Wherever there is a potential for trade, there is a market. The term

"market" is often used in conjunction with some qualifying term that

describes a human need or product type or demographic group or geographical

location. An example of a need market is the relaxation market, which

exists because people are willing to exchange money for lessons on yoga,

transcendental meditation, and disco dancing. An example of a product

market is the shoe market, so defined because people are willing to

exchange money for objects called shoes. An example of a demographic market

is the youth market, so defined because young people possess purchasing

power that they are willing to use for such products as education, bikinis,

motorcycles, and stereophonic equipment. An example of a geographic market

is the French market, so defined because French citizens are a locus of

potential transactions for a wide variety of goods and services.

The concept of a market also covers exchanges of resources not necessarily

involving money. The political candidate offers promises of good government

to a voter market in exchange for their votes. The lobbyist offers services

to a legislative market in exchange for votes for the lobbyist's cause. A

university cultivates the mass-media market when it wines and dines editors

in exchange for more publicity. A museum cultivates the donor market when

it offers special privileges to contributors in exchange for their

financial support.

The Marketing Concept

The marketing concept is a management orientation that holds that the key

task of the organization is to determine the needs and wants of target

markets and to adapt the organization to delivering the desired

satisfactions more effectively and efficiently than its competitors.
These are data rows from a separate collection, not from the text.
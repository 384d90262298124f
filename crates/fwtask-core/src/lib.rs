//! fwtask-core - Core library for the firmware build task runner
//!
//! This crate holds everything the `fwtask` binary needs except the task
//! bodies themselves:
//!
//! - [`config`] - the static tool/path table and directory layout
//! - [`env`] - search path construction for spawned tools
//! - [`task`] - the task registry and prerequisite planning
//! - [`fs`] - directory cleanup and relocation helpers
//! - [`runner`] - the [`Runner`] trait and the real process runner
//! - [`context`] - the execution context threaded through every task
//!
//! # Example
//!
//! ```no_run
//! use fwtask_core::task::{self, Task};
//!
//! let order = task::plan(&[Task::Test]);
//! assert_eq!(order, [Task::Env, Task::TestRun, Task::TestJunit, Task::Test]);
//! for t in order {
//!     println!("{}", t.name());
//! }
//! ```

#![warn(missing_docs)]
#![warn(rust_2018_idioms)]

pub mod config;
pub mod context;
pub mod env;
pub mod error;
pub mod fs;
pub mod runner;
pub mod task;

pub use config::Config;
pub use context::Context;
pub use error::{Error, Result};
pub use runner::{Invocation, Runner, SystemRunner};
pub use task::Task;
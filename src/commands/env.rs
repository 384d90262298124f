//! Search path tasks (`env`, `env_gcc`)

use fwtask_core::env::PathProfile;
use fwtask_core::{Context, Result};

/// Print the augmented search path for `profile`
///
/// Nothing is changed; tools get this path attached per invocation. The
/// output can be used to reproduce the environment in a shell.
pub fn cmd_env(ctx: &mut Context<'_>, profile: PathProfile) -> Result<()> {
    let path = ctx.search_path(Some(profile))?.unwrap_or_default();
    log::debug!(
        "{:?} search path has {} entries",
        profile,
        std::env::split_paths(&path).count()
    );
    println!("{}", path.to_string_lossy());
    Ok(())
}
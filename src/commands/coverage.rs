//! Coverage task (`cov`)

use std::ffi::OsStr;

use fwtask_core::fs;
use fwtask_core::task::Task;
use fwtask_core::{Context, Result};

/// Report entry page written by gcovr
const REPORT_PAGE: &str = "coverage-details.html";

/// Generate the HTML coverage report and collect it
///
/// gcovr runs from the build directory and writes into a freshly created
/// coverage directory. The tree is then moved under the artifacts directory,
/// unless it already lives there (the default layout).
pub fn cmd_cov(ctx: &mut Context<'_>) -> Result<()> {
    let layout = &ctx.config().layout;
    let coverage_dir = ctx.path(&layout.coverage_dir);
    fs::ensure_fresh(&coverage_dir)?;

    let invocation = ctx
        .command("gcovr", ctx.build_dir(), Task::Cov.path_profile())?
        .args(["-r", ".", "--html", "--html-details", "-o"])
        .arg(coverage_dir.join(REPORT_PAGE));
    ctx.run(&invocation)?;

    let name = layout
        .coverage_dir
        .file_name()
        .unwrap_or_else(|| OsStr::new("coverage"));
    let dest = ctx.path(&layout.artifacts_dir).join(name);
    if dest != coverage_dir {
        fs::ensure_absent(&dest)?;
        fs::relocate(&coverage_dir, &dest)?;
    }

    log::info!("Coverage report: {}", dest.join(REPORT_PAGE).display());
    Ok(())
}

#[cfg(test)]
mod tests {
    use super::*;
    use crate::commands::testutil;
    use fwtask_core::Error;
    use fwtask_dummy::RecordingRunner;
    use std::path::PathBuf;

    fn gcovr() -> RecordingRunner {
        RecordingRunner::new().on("gcovr", |inv| {
            let out = PathBuf::from(inv.args.last().unwrap());
            std::fs::write(out, "<html/>").unwrap();
            Ok(())
        })
    }

    #[test]
    fn test_cov_default_layout() {
        let tmp = tempfile::tempdir().unwrap();
        std::fs::create_dir_all(tmp.path().join("build/coverage")).unwrap();
        std::fs::write(tmp.path().join("build/coverage/old.html"), "stale").unwrap();

        let config = testutil::config();
        let mut runner = gcovr();
        {
            let mut ctx = Context::new(&config, tmp.path(), false, &mut runner);
            cmd_cov(&mut ctx).unwrap();
        }

        let inv = &runner.invocations()[0];
        assert_eq!(inv.cwd, tmp.path().join("build"));
        let args = inv.arg_strings();
        assert_eq!(args[..5], ["-r", ".", "--html", "--html-details", "-o"]);

        let coverage = tmp.path().join("build/coverage");
        assert!(coverage.join(REPORT_PAGE).is_file());
        assert!(!coverage.join("old.html").exists());
    }

    #[test]
    fn test_cov_relocated_to_artifacts() {
        let tmp = tempfile::tempdir().unwrap();
        std::fs::create_dir_all(tmp.path().join("build/artifacts/coverage")).unwrap();

        let mut config = testutil::config();
        config.layout.artifacts_dir = PathBuf::from("build/artifacts");
        let mut runner = gcovr();
        {
            let mut ctx = Context::new(&config, tmp.path(), false, &mut runner);
            cmd_cov(&mut ctx).unwrap();
        }

        assert!(!tmp.path().join("build/coverage").exists());
        assert!(tmp
            .path()
            .join("build/artifacts/coverage")
            .join(REPORT_PAGE)
            .is_file());
    }

    #[test]
    fn test_cov_missing_artifacts_dir() {
        let tmp = tempfile::tempdir().unwrap();
        let mut config = testutil::config();
        config.layout.artifacts_dir = PathBuf::from("out/artifacts");
        let mut runner = gcovr();
        let mut ctx = Context::new(&config, tmp.path(), false, &mut runner);
        assert!(matches!(cmd_cov(&mut ctx), Err(Error::Relocate { .. })));
    }

    #[test]
    fn test_cov_tool_failure() {
        let tmp = tempfile::tempdir().unwrap();
        let config = testutil::config();
        let mut runner = RecordingRunner::new().fail("gcovr", 1);
        let mut ctx = Context::new(&config, tmp.path(), false, &mut runner);
        assert!(matches!(cmd_cov(&mut ctx), Err(Error::ToolFailed { .. })));
    }
}
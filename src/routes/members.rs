use axum::{
    extract::State,
    response::Redirect,
    Json,
};

use crate::{
    error::{AppResult, OptionExt},
    middleware::{EntityId, ValidatedForm},
    state::AppState,
    types::{Member, MemberForm},
};

pub async fn list_members(State(state): State<AppState>) -> AppResult<Json<Vec<Member>>> {
    let members = state.repo.members.list().await?;
    Ok(Json(members))
}

pub async fn create_member(
    State(state): State<AppState>,
    ValidatedForm(form): ValidatedForm<MemberForm>,
) -> AppResult<Redirect> {
    let id = state.repo.members.create(&form).await?;
    state.metrics.inc_members_created();
    tracing::info!(member_id = id, "Member created");
    Ok(Redirect::to("/members"))
}

pub async fn edit_member(State(state): State<AppState>, EntityId(id): EntityId) -> AppResult<Json<Member>> {
    let member = state.repo.members.get(id).await?.ok_or_not_found("member")?;
    Ok(Json(member))
}

pub async fn update_member(
    State(state): State<AppState>,
    EntityId(id): EntityId,
    ValidatedForm(form): ValidatedForm<MemberForm>,
) -> AppResult<Redirect> {
    let updated = state.repo.members.update(id, &form).await?;
    if updated == 0 {
        tracing::debug!(member_id = id, "Update matched no member");
    } else {
        tracing::info!(member_id = id, "Member updated");
    }
    Ok(Redirect::to("/members"))
}

pub async fn delete_member(State(state): State<AppState>, EntityId(id): EntityId) -> AppResult<Redirect> {
    let deleted = state.repo.members.delete(id).await?;
    state.metrics.add_deleted(deleted);
    if deleted > 0 {
        tracing::info!(member_id = id, "Member deleted");
    }
    Ok(Redirect::to("/members"))
}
In short, the marketing concept says "find wants and fill them" rather than

"create products and sell them." This orientation is reflected in various

contemporary ads: "Have it your way" (Burger King); "You're the boss"

(United Airlines); and "No dissatisfied customers" (Ford).

The underlying premises of the marketing concept are:

Consumers can be grouped into different market segments depending on their

needs and wants.

The consumers in any market segment will favor the offer of that

organization which comes closest to satisfying their particular needs and

wants.

The organization's task is to research and choose target markets and

develop effective offers and marketing programs as the key to attracting

and holding customers.

The selling concept and the marketing concept are frequently confused by

the public and many business people. Levitt draws the following contrast

between these two orientations:

Selling focuses on the needs of the seller; marketing on the needs of the

buyer. Selling is preoccupied with the seller's need to convert his product

into cash; marketing with the idea of satisfying the needs of the customer

by means of the product and the whole cluster of things associated with

creating, delivering and finally consuming it.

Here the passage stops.